_YOUR TASK_.
Working from the top of the records below, reproduce each line exactly, ending once you have written the line containing "down just the".

Saved data entries

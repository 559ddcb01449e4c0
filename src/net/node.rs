// P2P node: listener, per-connection read loops, handshake, header-first
// sync and inv/getdata gossip.
//
// Each connection runs one task that selects between its socket and the
// node-wide broadcast channel; writes happen only from that task, so
// per-connection ordering holds. Any protocol error tears down just the
// offending peer.

use std::net::SocketAddr;
use std::sync::Arc;

use tokio::net::{TcpListener, TcpStream};
use tokio::sync::broadcast;
use tokio::sync::mpsc::UnboundedReceiver;

use crate::config::{P2P_BIND_ADDRESS, PROTOCOL_VERSION};
use crate::consensus::engine::{BlockOutcome, RejectReason};
use crate::consensus::validate;
use crate::net::protocol::{
    FramedStream, GetDataPayload, GetHeadersPayload, HeadersPayload, InvVector, Message,
    ProtocolError, VersionPayload, INV_TYPE_BLOCK, INV_TYPE_TX,
};
use crate::node::context::{NodeContext, SubmitError};
use crate::primitives::{unix_now, BlockHeader};

const MAX_HEADERS_PER_MSG: usize = 2000;

pub enum P2pCommand {
    Connect(SocketAddr),
    Broadcast(Message),
}

#[derive(Debug, Clone, Copy, PartialEq, Eq)]
pub enum HandshakeState {
    Unconnected,
    VersionSent,
    Ready,
}

pub struct PeerInfo {
    pub state: HandshakeState,
    pub best_height: i64,
    pub is_outbound: bool,
}

pub struct P2PNode {
    ctx: Arc<NodeContext>,
    broadcast_tx: broadcast::Sender<Message>,
}

impl P2PNode {
    pub fn new(ctx: Arc<NodeContext>) -> Self {
        let (broadcast_tx, _) = broadcast::channel(256);
        P2PNode { ctx, broadcast_tx }
    }

    pub async fn start(
        &self,
        port: u16,
        mut cmd_rx: UnboundedReceiver<P2pCommand>,
    ) -> Result<(), Box<dyn std::error::Error + Send + Sync>> {
        let addr = format!("{P2P_BIND_ADDRESS}:{port}").parse::<SocketAddr>()?;
        let listener = TcpListener::bind(addr).await?;
        eprintln!("[p2p] listening on {addr}");

        loop {
            tokio::select! {
                accepted = listener.accept() => {
                    let (stream, peer_addr) = accepted?;
                    self.spawn_connection(stream, peer_addr, false);
                }
                cmd = cmd_rx.recv() => {
                    match cmd {
                        Some(P2pCommand::Connect(target)) => {
                            if let Err(e) = self.connect(target).await {
                                eprintln!("[p2p] connect to {target} failed: {e}");
                            }
                        }
                        Some(P2pCommand::Broadcast(msg)) => {
                            let _ = self.broadcast_tx.send(msg);
                        }
                        None => return Ok(()),
                    }
                }
            }
        }
    }

    pub async fn connect(&self, addr: SocketAddr) -> std::io::Result<()> {
        let stream = TcpStream::connect(addr).await?;
        self.spawn_connection(stream, addr, true);
        Ok(())
    }

    fn spawn_connection(&self, stream: TcpStream, addr: SocketAddr, is_outbound: bool) {
        let ctx = self.ctx.clone();
        let broadcast_rx = self.broadcast_tx.subscribe();
        tokio::spawn(async move {
            // outcome is logged by the connection handler itself
            let _ = handle_connection(ctx, stream, addr, broadcast_rx, is_outbound).await;
        });
    }
}

async fn handle_connection(
    ctx: Arc<NodeContext>,
    stream: TcpStream,
    addr: SocketAddr,
    mut broadcast_rx: broadcast::Receiver<Message>,
    is_outbound: bool,
) -> Result<(), ProtocolError> {
    let mut s = FramedStream::new(stream);

    {
        let mut peers = ctx.peers.lock().await;
        peers.insert(
            addr,
            PeerInfo {
                state: HandshakeState::Unconnected,
                best_height: -1,
                is_outbound,
            },
        );
    }

    let result = run_peer(&ctx, &mut s, addr, &mut broadcast_rx).await;
    ctx.peers.lock().await.remove(&addr);
    match &result {
        Ok(()) => eprintln!("[p2p] {addr} disconnected"),
        Err(e) => eprintln!("[p2p] {addr} disconnected: {e}"),
    }
    result
}

async fn run_peer(
    ctx: &Arc<NodeContext>,
    s: &mut FramedStream,
    addr: SocketAddr,
    broadcast_rx: &mut broadcast::Receiver<Message>,
) -> Result<(), ProtocolError> {
    s.send(&Message::Version(VersionPayload {
        protocol_version: PROTOCOL_VERSION,
        services: 1,
        timestamp: unix_now(),
        best_height: ctx.height().await,
    }))
    .await?;
    if let Some(info) = ctx.peers.lock().await.get_mut(&addr) {
        info.state = HandshakeState::VersionSent;
    }

    loop {
        tokio::select! {
            incoming = s.recv() => {
                let Some(msg) = incoming? else { return Ok(()) };
                let ready = ctx
                    .peers
                    .lock()
                    .await
                    .get(&addr)
                    .map(|p| p.state == HandshakeState::Ready)
                    .unwrap_or(false);
                match (msg, ready) {
                    (Message::Version(v), false) => handle_version(ctx, s, addr, v).await?,
                    (Message::Version(_), true) => {
                        return Err(ProtocolError::Violation("repeated version".into()));
                    }
                    (m, true) => handle_msg(ctx, s, addr, m).await?,
                    (_, false) => {
                        return Err(ProtocolError::Violation("message before handshake".into()));
                    }
                }
            }
            outgoing = broadcast_rx.recv() => {
                if let Ok(m) = outgoing {
                    s.send(&m).await?;
                }
            }
        }
    }
}

async fn handle_version(
    ctx: &Arc<NodeContext>,
    s: &mut FramedStream,
    addr: SocketAddr,
    v: VersionPayload,
) -> Result<(), ProtocolError> {
    {
        let mut peers = ctx.peers.lock().await;
        if let Some(info) = peers.get_mut(&addr) {
            info.best_height = v.best_height;
            info.state = HandshakeState::Ready;
        }
    }
    eprintln!("[p2p] {addr} ready (peer height {})", v.best_height);

    // header-first sync: whoever is behind asks for headers
    if v.best_height > ctx.height().await {
        send_get_headers(ctx, s).await?;
    }
    Ok(())
}

async fn send_get_headers(ctx: &Arc<NodeContext>, s: &mut FramedStream) -> Result<(), ProtocolError> {
    let locator = ctx.chain.lock().await.locator();
    s.send(&Message::GetHeaders(GetHeadersPayload {
        protocol_version: PROTOCOL_VERSION,
        locator_hashes: locator,
        hash_stop: "0".repeat(64),
    }))
    .await
}

async fn handle_msg(
    ctx: &Arc<NodeContext>,
    s: &mut FramedStream,
    addr: SocketAddr,
    msg: Message,
) -> Result<(), ProtocolError> {
    match msg {
        // version is handled before dispatch; nothing to do here
        Message::Version(_) => {}

        Message::GetHeaders(p) => {
            let headers = {
                let chain = ctx.chain.lock().await;
                let after = p.locator_hashes.first().map(String::as_str).unwrap_or("");
                chain.headers_after(after, MAX_HEADERS_PER_MSG)
            };
            if !headers.is_empty() {
                s.send(&Message::Headers(HeadersPayload { headers })).await?;
            }
        }

        Message::Headers(p) => handle_headers(ctx, s, addr, p.headers).await?,

        Message::Inv(p) => {
            let mut wanted: Vec<InvVector> = Vec::new();
            {
                let chain = ctx.chain.lock().await;
                for item in p.inventory.iter().filter(|i| i.kind == INV_TYPE_BLOCK) {
                    if !chain.have_block(&item.hash) {
                        wanted.push(item.clone());
                    }
                }
            }
            {
                let pool = ctx.mempool.lock().await;
                for item in p.inventory.iter().filter(|i| i.kind == INV_TYPE_TX) {
                    if !pool.contains(&item.hash) {
                        wanted.push(item.clone());
                    }
                }
            }
            if !wanted.is_empty() {
                s.send(&Message::GetData(GetDataPayload { inventory: wanted })).await?;
            }
        }

        Message::GetData(p) => {
            for item in p.inventory {
                if item.kind == INV_TYPE_BLOCK {
                    let block = ctx.chain.lock().await.block_by_hash(&item.hash).cloned();
                    if let Some(b) = block {
                        s.send(&Message::Block(crate::net::protocol::BlockPayload {
                            block_data: b,
                        }))
                        .await?;
                    }
                } else if item.kind == INV_TYPE_TX {
                    let tx = ctx.mempool.lock().await.get(&item.hash);
                    if let Some(t) = tx {
                        s.send(&Message::Tx(crate::net::protocol::TxPayload { tx_data: t }))
                            .await?;
                    }
                }
            }
        }

        Message::Block(p) => {
            let index = p.block_data.index;
            let res = ctx.accept_block(p.block_data).await;
            match res.outcome {
                BlockOutcome::Accepted => {
                    eprintln!("[p2p] {addr} delivered block {index}, height now {}", ctx.height().await);
                }
                BlockOutcome::Pending => {
                    // parent unknown; ask the peer to fill in the gap
                    eprintln!("[p2p] {addr} delivered orphan block {index}, requesting headers");
                    send_get_headers(ctx, s).await?;
                }
                BlockOutcome::Rejected(RejectReason::DuplicateBlock)
                | BlockOutcome::Rejected(RejectReason::StaleFork) => {}
                BlockOutcome::Rejected(reason) => {
                    eprintln!("[p2p] {addr} delivered bad block {index}: {reason}");
                }
            }
        }

        Message::Tx(p) => {
            let hash = p.tx_data.tx_hash.clone();
            match ctx.accept_transaction(p.tx_data).await {
                Ok(()) => {}
                Err(SubmitError::DuplicateTransaction) => {}
                Err(e) => eprintln!("[p2p] {addr} delivered bad tx {}: {e}", &hash[..12.min(hash.len())]),
            }
        }
    }
    Ok(())
}

async fn handle_headers(
    ctx: &Arc<NodeContext>,
    s: &mut FramedStream,
    addr: SocketAddr,
    headers: Vec<BlockHeader>,
) -> Result<(), ProtocolError> {
    if headers.is_empty() {
        return Ok(());
    }

    let verified = {
        let chain = ctx.chain.lock().await;
        match &headers[0].previous_hash {
            // a run starting at genesis anchors on nothing
            None => {
                headers[0].index == 0
                    && crate::consensus::difficulty::hash_meets_target(&headers[0].hash, &headers[0].bits)
                    && headers[0].recompute_hash() == headers[0].hash
                    && validate::verify_header_chain(&headers[1..], &headers[0].hash, headers[0].timestamp)
                        .is_ok()
            }
            Some(prev) => match chain.block_by_hash(prev) {
                Some(anchor) => {
                    validate::verify_header_chain(&headers, &anchor.hash, anchor.timestamp).is_ok()
                }
                None => {
                    eprintln!("[p2p] {addr} sent headers with unknown anchor");
                    return Ok(());
                }
            },
        }
    };
    if !verified {
        eprintln!("[p2p] {addr} sent an invalid header chain");
        return Ok(());
    }

    let wanted: Vec<InvVector> = {
        let chain = ctx.chain.lock().await;
        headers
            .iter()
            .filter(|h| !chain.have_block(&h.hash))
            .map(|h| InvVector {
                kind: INV_TYPE_BLOCK,
                hash: h.hash.clone(),
            })
            .collect()
    };
    if !wanted.is_empty() {
        eprintln!("[p2p] {addr} announced {} new header(s), requesting bodies", wanted.len());
        s.send(&Message::GetData(GetDataPayload { inventory: wanted })).await?;
    }
    Ok(())
}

_TASK RESULT_.
repository 559ddcb01449e4c0
filename src/net/node.rs
// P2P node: listener, per-connection read loops, handshake, header-first
// sync and inv/getdata gossip.
//
// Each connection runs one task that selects between its socket and the
// node-wide broadcast channel; writes happen only from that task, so
// per-connection ordering holds. Any protocol error tears down just the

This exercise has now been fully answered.